Deeper reading: Mass Flourishing

Last week, we shared Brink Lindsey's "Speculations on an Arc of History," which probed the challenge of attaining "mass flourishing" for our society. But we were remiss in not calling attention to the work of Nobel Prize-winning economist Edmund Phelps, who popularized the term "mass flourishing" in his 2013 book of the same name. In Mass Flourishing: How Grassroots Innovation Created Jobs, Challenge, and Change and in his more recent Dynamism: The Values That Drive Innovation, Job Satisfaction, and Economic Growth (coauthored with Raicho Bojilov, Hian Teck Hoon, and Gylfi Zoega), Phelps analyzes the historical role innovation has played in driving prosperity—and attempts to account for a stagnation in productivity since the 1970s. (Dynamism, Phelps explains, "is the willingness and capacity to innovate" (MF 20), and it is through dynamism that the mass flourishing of a modern economy comes into being.) As we argued last week, innovation is the key to building sustainable yet transformative businesses. Phelps's work helps put this innovation into perspective and emphasizes why it's so vital to the Next Economy.

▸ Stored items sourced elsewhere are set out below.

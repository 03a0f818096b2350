//! # SKU Allocation
//!
//! Human-readable product codes derived from free text.
//!
//! ## Allocation Flow
//! ```text
//! ┌─────────────────────────────────────────────────────────────────────────┐
//! │  "Patricia Forbes" + "Study 1"                                         │
//! │       │                                                                 │
//! │       ▼                                                                 │
//! │  normalize()          → "PATRICIA-FORBES-STUDY-1"                      │
//! │       │                                                                 │
//! │       ▼                                                                 │
//! │  taken? ── no ──► use it                                               │
//! │       │                                                                 │
//! │      yes                                                                │
//! │       ▼                                                                 │
//! │  try "-2", "-3", ... (base truncated so the result fits max_len)       │
//! │       │                                                                 │
//! │       ▼                                                                 │
//! │  first free candidate, or AllocationExhausted after the cap            │
//! └─────────────────────────────────────────────────────────────────────────┘
//! ```
//!
//! The existence check is a caller-supplied predicate so this module stays
//! free of I/O. The database layer feeds it the set of SKUs already stored
//! inside the same transaction and relies on the UNIQUE index as the final
//! arbiter.

use crate::error::CoreError;
use crate::MAX_SKU_ATTEMPTS;

/// Uppercases `text` and collapses every run of non-alphanumeric ASCII
/// characters into a single dash, trimming dashes at both ends.
///
/// ## Example
/// ```rust
/// use studio_core::sku::normalize;
///
/// assert_eq!(normalize("Patricia Forbes-Sunset #3!!"), "PATRICIA-FORBES-SUNSET-3");
/// assert_eq!(normalize("  --  "), "");
/// ```
pub fn normalize(text: &str) -> String {
    let mut out = String::with_capacity(text.len());
    let mut pending_dash = false;

    for c in text.chars() {
        if c.is_ascii_alphanumeric() {
            if pending_dash && !out.is_empty() {
                out.push('-');
            }
            pending_dash = false;
            out.push(c.to_ascii_uppercase());
        } else {
            pending_dash = true;
        }
    }

    out
}

/// Returns a code derived from `base` for which `exists` is false.
///
/// The plain normalized code is tried first, then `-2`, `-3`, ... up to
/// [`MAX_SKU_ATTEMPTS`] suffixes. Every candidate is at most `max_len`
/// characters long.
///
/// ## Example
/// ```rust
/// use std::collections::HashSet;
/// use studio_core::sku::allocate_unique;
///
/// let taken: HashSet<String> = ["STUDY-1".to_string()].into();
/// let sku = allocate_unique("Study 1", |c| taken.contains(c), 255).unwrap();
/// assert_eq!(sku, "STUDY-1-2");
/// ```
pub fn allocate_unique<F>(base: &str, mut exists: F, max_len: usize) -> Result<String, CoreError>
where
    F: FnMut(&str) -> bool,
{
    // normalize() only emits ASCII, so byte slicing is char slicing here
    let mut base = normalize(base);
    base.truncate(max_len);

    if !exists(&base) {
        return Ok(base);
    }

    for i in 2..=MAX_SKU_ATTEMPTS + 1 {
        let suffix = format!("-{i}");
        let keep = max_len.saturating_sub(suffix.len()).min(base.len());
        let candidate = format!("{}{}", &base[..keep], suffix);
        if !exists(&candidate) {
            return Ok(candidate);
        }
    }

    Err(CoreError::AllocationExhausted {
        base,
        attempts: MAX_SKU_ATTEMPTS,
    })
}

/// Longest prefix shared by every candidate [`allocate_unique`] can return
/// for an already-normalized `base`.
///
/// The database layer loads only SKUs starting with this prefix before
/// running the allocator.
pub fn candidate_prefix(base: &str, max_len: usize) -> &str {
    let longest_suffix = format!("-{}", MAX_SKU_ATTEMPTS + 1).len();
    let keep = max_len.saturating_sub(longest_suffix).min(base.len());
    &base[..keep]
}

// =============================================================================
// Unit Tests
// =============================================================================

#[cfg(test)]
mod tests {
    use super::*;
    use std::collections::HashSet;

    fn taken(codes: &[&str]) -> HashSet<String> {
        codes.iter().map(|c| c.to_string()).collect()
    }

    #[test]
    fn test_normalize_examples() {
        assert_eq!(normalize("Patricia Forbes-Sunset #3!!"), "PATRICIA-FORBES-SUNSET-3");
        assert_eq!(normalize("Study 1"), "STUDY-1");
        assert_eq!(normalize("--already-CODE--"), "ALREADY-CODE");
        assert_eq!(normalize("a   b"), "A-B");
        assert_eq!(normalize(""), "");
    }

    #[test]
    fn test_normalize_treats_non_ascii_as_separator() {
        assert_eq!(normalize("18x24 Hahnemühle"), "18X24-HAHNEM-HLE");
        assert_eq!(normalize("Café—Noir"), "CAF-NOIR");
    }

    #[test]
    fn test_normalize_output_alphabet_and_idempotence() {
        let inputs = [
            "Patricia Forbes-Sunset #3!!",
            "  leading and trailing  ",
            "___",
            "Ünïcödé / mixed 42",
            "x--y",
            "!a!b!c!",
        ];
        for s in inputs {
            let once = normalize(s);
            assert!(once
                .chars()
                .all(|c| c.is_ascii_uppercase() || c.is_ascii_digit() || c == '-'));
            assert!(!once.starts_with('-') && !once.ends_with('-'));
            assert!(!once.contains("--"));
            assert_eq!(normalize(&once), once);
        }
    }

    #[test]
    fn test_allocate_returns_base_when_free() {
        let existing = taken(&[]);
        let sku = allocate_unique("Study 1", |c| existing.contains(c), 255).unwrap();
        assert_eq!(sku, "STUDY-1");
    }

    #[test]
    fn test_allocate_appends_first_free_suffix() {
        let existing = taken(&["STUDY-1"]);
        assert_eq!(
            allocate_unique("Study 1", |c| existing.contains(c), 255).unwrap(),
            "STUDY-1-2"
        );

        let existing = taken(&["STUDY-1", "STUDY-1-2", "STUDY-1-3"]);
        assert_eq!(
            allocate_unique("Study 1", |c| existing.contains(c), 255).unwrap(),
            "STUDY-1-4"
        );
    }

    #[test]
    fn test_allocate_truncates_to_max_len() {
        let existing = taken(&[]);
        let sku = allocate_unique("ABCDEFGHIJ", |c| existing.contains(c), 6).unwrap();
        assert_eq!(sku, "ABCDEF");

        let existing = taken(&["ABCDEF"]);
        let sku = allocate_unique("ABCDEFGHIJ", |c| existing.contains(c), 6).unwrap();
        assert_eq!(sku, "ABCD-2");
        assert!(sku.len() <= 6);
    }

    #[test]
    fn test_allocate_result_not_in_existing_set() {
        let existing: HashSet<String> = (2..50)
            .map(|i| format!("WAVE-{i}"))
            .chain(std::iter::once("WAVE".to_string()))
            .collect();
        for max_len in [6, 8, 255] {
            let sku = allocate_unique("wave", |c| existing.contains(c), max_len).unwrap();
            assert!(!existing.contains(&sku));
            assert!(sku.len() <= max_len);
        }
    }

    #[test]
    fn test_allocate_gives_up_after_cap() {
        let err = allocate_unique("Study", |_| true, 255).unwrap_err();
        assert!(matches!(
            err,
            CoreError::AllocationExhausted { attempts, .. } if attempts == MAX_SKU_ATTEMPTS
        ));
    }

    #[test]
    fn test_candidate_prefix_covers_all_candidates() {
        let base = "A".repeat(300);
        let prefix = candidate_prefix(&base[..255], 255);
        assert_eq!(prefix.len(), 255 - "-10001".len());

        let existing = taken(&["SHORT"]);
        let sku = allocate_unique("short", |c| existing.contains(c), 255).unwrap();
        assert!(sku.starts_with(candidate_prefix("SHORT", 255)));
    }
}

You can watch Phelps delve into the topic in this talk he gave to the RSA. Thomas Hemphill reviewed Mass Flourishing for the Cato Institute and Martin Sandbu reviewed Dynamism in the Financial Times, while Steve Denning covered both tomes over at Forbes , thinking through the limits of Phelps's argument particularly with regards to digital technology.

+ Phelps is no fan of UBI, but he still sees the opportunity for government programs to fight injustice and poverty, in part by creating the conditions for people to partake in "meaningful work."